[Stored dataset items]

_ _ _ _ _ _ _

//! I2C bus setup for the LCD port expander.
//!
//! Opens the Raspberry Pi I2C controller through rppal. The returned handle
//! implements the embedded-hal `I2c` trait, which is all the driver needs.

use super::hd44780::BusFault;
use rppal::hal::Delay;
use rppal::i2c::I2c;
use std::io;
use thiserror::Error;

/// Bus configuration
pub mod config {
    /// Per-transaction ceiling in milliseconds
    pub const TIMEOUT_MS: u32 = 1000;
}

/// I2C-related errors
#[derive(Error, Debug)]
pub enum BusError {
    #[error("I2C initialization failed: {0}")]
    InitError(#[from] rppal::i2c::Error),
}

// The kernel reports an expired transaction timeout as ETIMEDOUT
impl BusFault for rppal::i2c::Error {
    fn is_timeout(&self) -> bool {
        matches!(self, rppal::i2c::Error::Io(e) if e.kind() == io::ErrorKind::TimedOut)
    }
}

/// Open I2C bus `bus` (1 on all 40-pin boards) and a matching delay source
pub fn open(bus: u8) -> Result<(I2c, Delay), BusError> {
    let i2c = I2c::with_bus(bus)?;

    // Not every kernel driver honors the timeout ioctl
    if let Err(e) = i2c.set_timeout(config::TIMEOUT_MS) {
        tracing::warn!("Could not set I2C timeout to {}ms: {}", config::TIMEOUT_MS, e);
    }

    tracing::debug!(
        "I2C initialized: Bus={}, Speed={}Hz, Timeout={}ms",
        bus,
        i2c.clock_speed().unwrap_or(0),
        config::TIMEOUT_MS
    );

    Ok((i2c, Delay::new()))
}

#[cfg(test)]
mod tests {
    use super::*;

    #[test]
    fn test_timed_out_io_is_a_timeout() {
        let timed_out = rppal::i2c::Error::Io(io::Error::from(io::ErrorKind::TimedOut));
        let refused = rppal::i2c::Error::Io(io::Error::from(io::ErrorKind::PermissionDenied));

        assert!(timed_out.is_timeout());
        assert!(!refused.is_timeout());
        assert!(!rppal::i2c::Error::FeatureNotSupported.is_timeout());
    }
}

_ _ _ _ _ _ _

What the task requires >> Provide the number of lines in these entries that hold the word "refused", without any accompanying text.

Answer space >> 2